(Dataset entries)
··········

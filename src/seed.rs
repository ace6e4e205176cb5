//! First-run sample dataset.
//!
//! When a storage key is absent on open, the store bootstraps it from this
//! fixed dataset so a fresh installation has something to show. Replacing the
//! seed with empty collections (via [`crate::ledger::LedgerStore::open_empty`])
//! loses nothing: the seed is a bootstrap concern, not part of the ledger
//! algorithms.

use chrono::Datelike;

use crate::clock::Clock;
use crate::ledger::{
    Budget, Category, CategoryKind, Transaction, TransactionKind, Wallet, WalletKind,
};

/// Default records for the four collections. Counter seeds are the collection
/// lengths, matching the highest assigned id.
#[derive(Debug, Clone)]
pub struct SeedData {
    pub wallets: Vec<Wallet>,
    pub categories: Vec<Category>,
    pub transactions: Vec<Transaction>,
    pub budgets: Vec<Budget>,
}

/// Builds the sample dataset relative to the clock's current month: a few
/// wallets, the stock category set, a month of activity, and budgets for the
/// heavier expense categories.
pub fn default_dataset(clock: &dyn Clock) -> SeedData {
    let now = clock.now();
    let today = clock.today();
    let (year, month) = (today.year(), today.month());
    // Seed days stay at or below 20, valid in every month.
    let on = |day: u32| today.with_day(day).unwrap_or(today);

    let wallet = |id: u64, name: &str, kind: WalletKind, balance: f64, color: &str| Wallet {
        id,
        name: name.into(),
        kind,
        balance,
        color: color.into(),
        created_at: now,
        updated_at: None,
    };
    let category = |id: u64, name: &str, kind: CategoryKind, color: &str| Category {
        id,
        name: name.into(),
        kind,
        color: color.into(),
    };
    let transaction = |id: u64,
                       description: &str,
                       amount: f64,
                       kind: TransactionKind,
                       category_id: u64,
                       wallet_id: u64,
                       day: u32,
                       notes: &str| Transaction {
        id,
        description: description.into(),
        amount,
        kind,
        category_id,
        wallet_id,
        date: on(day),
        notes: (!notes.is_empty()).then(|| notes.into()),
        created_at: now,
        updated_at: None,
    };
    let budget = |id: u64, category_id: u64, amount: f64| Budget {
        id,
        category_id,
        amount,
        month,
        year,
        created_at: now,
        updated_at: None,
    };

    let wallets = vec![
        wallet(1, "Main Wallet", WalletKind::Cash, 5_000_000.0, "#4a6bff"),
        wallet(2, "Bank Account", WalletKind::Bank, 15_000_000.0, "#28a745"),
        wallet(3, "E-Wallet", WalletKind::Digital, 2_500_000.0, "#6f42c1"),
    ];

    let categories = vec![
        category(1, "Salary", CategoryKind::Income, "#28a745"),
        category(2, "Investments", CategoryKind::Income, "#20c997"),
        category(3, "Gifts", CategoryKind::Income, "#17a2b8"),
        category(4, "Food & Drinks", CategoryKind::Expense, "#dc3545"),
        category(5, "Transport", CategoryKind::Expense, "#fd7e14"),
        category(6, "Shopping", CategoryKind::Expense, "#e83e8c"),
        category(7, "Entertainment", CategoryKind::Expense, "#6f42c1"),
        category(8, "Health", CategoryKind::Expense, "#20c997"),
        category(9, "Education", CategoryKind::Expense, "#17a2b8"),
        category(10, "Bills", CategoryKind::Expense, "#6c757d"),
    ];

    let transactions = vec![
        transaction(
            1,
            "Monthly salary",
            7_500_000.0,
            TransactionKind::Income,
            1,
            2,
            5,
            "Salary from employer",
        ),
        transaction(
            2,
            "Monthly groceries",
            1_200_000.0,
            TransactionKind::Expense,
            4,
            1,
            10,
            "Household essentials",
        ),
        transaction(
            3,
            "Fuel",
            50_000.0,
            TransactionKind::Expense,
            5,
            1,
            12,
            "",
        ),
        transaction(
            4,
            "Electricity bill",
            450_000.0,
            TransactionKind::Expense,
            10,
            2,
            15,
            "This month's bill",
        ),
        transaction(
            5,
            "Cinema night",
            120_000.0,
            TransactionKind::Expense,
            7,
            3,
            18,
            "",
        ),
        transaction(
            6,
            "Stock dividend",
            350_000.0,
            TransactionKind::Income,
            2,
            2,
            20,
            "",
        ),
    ];

    let budgets = vec![
        budget(1, 4, 1_500_000.0),
        budget(2, 5, 500_000.0),
        budget(3, 7, 300_000.0),
    ];

    SeedData {
        wallets,
        categories,
        transactions,
        budgets,
    }
}

#[cfg(test)]
mod tests {
    use super::*;
    use crate::clock::FixedClock;
    use chrono::NaiveDate;

    #[test]
    fn seed_ids_are_dense_from_one() {
        let clock = FixedClock::on(NaiveDate::from_ymd_opt(2024, 2, 1).unwrap());
        let seed = default_dataset(&clock);
        for (index, wallet) in seed.wallets.iter().enumerate() {
            assert_eq!(wallet.id, index as u64 + 1);
        }
        for (index, transaction) in seed.transactions.iter().enumerate() {
            assert_eq!(transaction.id, index as u64 + 1);
        }
    }

    #[test]
    fn seed_activity_lands_in_the_current_month() {
        let clock = FixedClock::on(NaiveDate::from_ymd_opt(2024, 2, 29).unwrap());
        let seed = default_dataset(&clock);
        for transaction in &seed.transactions {
            assert_eq!(transaction.date.month(), 2);
            assert_eq!(transaction.date.year(), 2024);
        }
        for budget in &seed.budgets {
            assert_eq!((budget.month, budget.year), (2, 2024));
        }
    }

    #[test]
    fn seed_references_resolve() {
        let clock = FixedClock::on(NaiveDate::from_ymd_opt(2024, 6, 15).unwrap());
        let seed = default_dataset(&clock);
        for transaction in &seed.transactions {
            assert!(seed.wallets.iter().any(|w| w.id == transaction.wallet_id));
            assert!(seed
                .categories
                .iter()
                .any(|c| c.id == transaction.category_id));
        }
        for budget in &seed.budgets {
            let category = seed
                .categories
                .iter()
                .find(|c| c.id == budget.category_id)
                .expect("budget category exists");
            assert_eq!(category.kind, CategoryKind::Expense);
        }
    }
}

··········

> **Problem statement**
Copy all the data. Match it exactly.

> **Response to the task**
filename src/seed.rs
repository ace6e4e205176cb5
//! First-run sample dataset.
//!
//! When a storage key is absent on open, the store bootstraps it from this
//! fixed dataset so a fresh installation has something to show. Replacing the
//! seed with empty collections (via [`crate::ledger::LedgerStore::open_empty`])
//! loses nothing: the seed is a bootstrap concern, not part of the ledger
//! algorithms.

use chrono::Datelike;

use crate::clock::Clock;
use crate::ledger::{
    Budget, Category, CategoryKind, Transaction, TransactionKind, Wallet, WalletKind,
};

/// Default records for the four collections. Counter seeds are the collection
/// lengths, matching the highest assigned id.
#[derive(Debug, Clone)]
pub struct SeedData {
    pub wallets: Vec<Wallet>,
    pub categories: Vec<Category>,
    pub transactions: Vec<Transaction>,
    pub budgets: Vec<Budget>,
}

/// Builds the sample dataset relative to the clock's current month: a few
/// wallets, the stock category set, a month of activity, and budgets for the
/// heavier expense categories.
pub fn default_dataset(clock: &dyn Clock) -> SeedData {
    let now = clock.now();
    let today = clock.today();
    let (year, month) = (today.year(), today.month());
    // Seed days stay at or below 20, valid in every month.
    let on = |day: u32| today.with_day(day).unwrap_or(today);

    let wallet = |id: u64, name: &str, kind: WalletKind, balance: f64, color: &str| Wallet {
        id,
        name: name.into(),
        kind,
        balance,
        color: color.into(),
        created_at: now,
        updated_at: None,
    };
    let category = |id: u64, name: &str, kind: CategoryKind, color: &str| Category {
        id,
        name: name.into(),
        kind,
        color: color.into(),
    };
    let transaction = |id: u64,
                       description: &str,
                       amount: f64,
                       kind: TransactionKind,
                       category_id: u64,
                       wallet_id: u64,
                       day: u32,
                       notes: &str| Transaction {
        id,
        description: description.into(),
        amount,
        kind,
        category_id,
        wallet_id,
        date: on(day),
        notes: (!notes.is_empty()).then(|| notes.into()),
        created_at: now,
        updated_at: None,
    };
    let budget = |id: u64, category_id: u64, amount: f64| Budget {
        id,
        category_id,
        amount,
        month,
        year,
        created_at: now,
        updated_at: None,
    };

    let wallets = vec![
        wallet(1, "Main Wallet", WalletKind::Cash, 5_000_000.0, "#4a6bff"),
        wallet(2, "Bank Account", WalletKind::Bank, 15_000_000.0, "#28a745"),
        wallet(3, "E-Wallet", WalletKind::Digital, 2_500_000.0, "#6f42c1"),
    ];

    let categories = vec![
        category(1, "Salary", CategoryKind::Income, "#28a745"),
        category(2, "Investments", CategoryKind::Income, "#20c997"),
        category(3, "Gifts", CategoryKind::Income, "#17a2b8"),
        category(4, "Food & Drinks", CategoryKind::Expense, "#dc3545"),
        category(5, "Transport", CategoryKind::Expense, "#fd7e14"),
        category(6, "Shopping", CategoryKind::Expense, "#e83e8c"),
        category(7, "Entertainment", CategoryKind::Expense, "#6f42c1"),
        category(8, "Health", CategoryKind::Expense, "#20c997"),
        category(9, "Education", CategoryKind::Expense, "#17a2b8"),
        category(10, "Bills", CategoryKind::Expense, "#6c757d"),
    ];

    let transactions = vec![
        transaction(
            1,
            "Monthly salary",
            7_500_000.0,
            TransactionKind::Income,
            1,
            2,
            5,
            "Salary from employer",
        ),
        transaction(
            2,
            "Monthly groceries",
            1_200_000.0,
            TransactionKind::Expense,
            4,
            1,
            10,
            "Household essentials",
        ),
        transaction(
            3,
            "Fuel",
            50_000.0,
            TransactionKind::Expense,
            5,
            1,
            12,
            "",
        ),
        transaction(
            4,
            "Electricity bill",
            450_000.0,
            TransactionKind::Expense,
            10,
            2,
            15,
            "This month's bill",
        ),
        transaction(
            5,
            "Cinema night",
            120_000.0,
            TransactionKind::Expense,
            7,
            3,
            18,
            "",
        ),
        transaction(
            6,
            "Stock dividend",
            350_000.0,
            TransactionKind::Income,
            2,
            2,
            20,
            "",
        ),
    ];

    let budgets = vec![
        budget(1, 4, 1_500_000.0),
        budget(2, 5, 500_000.0),
        budget(3, 7, 300_000.0),
    ];

    SeedData {
        wallets,
        categories,
        transactions,
        budgets,
    }
}

#[cfg(test)]
mod tests {
    use super::*;
    use crate::clock::FixedClock;
    use chrono::NaiveDate;

    #[test]
    fn seed_ids_are_dense_from_one() {
        let clock = FixedClock::on(NaiveDate::from_ymd_opt(2024, 2, 1).unwrap());
        let seed = default_dataset(&clock);
        for (index, wallet) in seed.wallets.iter().enumerate() {
            assert_eq!(wallet.id, index as u64 + 1);
        }
        for (index, transaction) in seed.transactions.iter().enumerate() {
            assert_eq!(transaction.id, index as u64 + 1);
        }
    }

    #[test]
    fn seed_activity_lands_in_the_current_month() {
        let clock = FixedClock::on(NaiveDate::from_ymd_opt(2024, 2, 29).unwrap());
        let seed = default_dataset(&clock);
        for transaction in &seed.transactions {
            assert_eq!(transaction.date.month(), 2);
            assert_eq!(transaction.date.year(), 2024);
        }
        for budget in &seed.budgets {
            assert_eq!((budget.month, budget.year), (2, 2024));
        }
    }

    #[test]
    fn seed_references_resolve() {
        let clock = FixedClock::on(NaiveDate::from_ymd_opt(2024, 6, 15).unwrap());
        let seed = default_dataset(&clock);
        for transaction in &seed.transactions {
            assert!(seed.wallets.iter().any(|w| w.id == transaction.wallet_id));
            assert!(seed
                .categories
                .iter()
                .any(|c| c.id == transaction.category_id));
        }
        for budget in &seed.budgets {
            let category = seed
                .categories
                .iter()
                .find(|c| c.id == budget.category_id)
                .expect("budget category exists");
            assert_eq!(category.kind, CategoryKind::Expense);
        }
    }
}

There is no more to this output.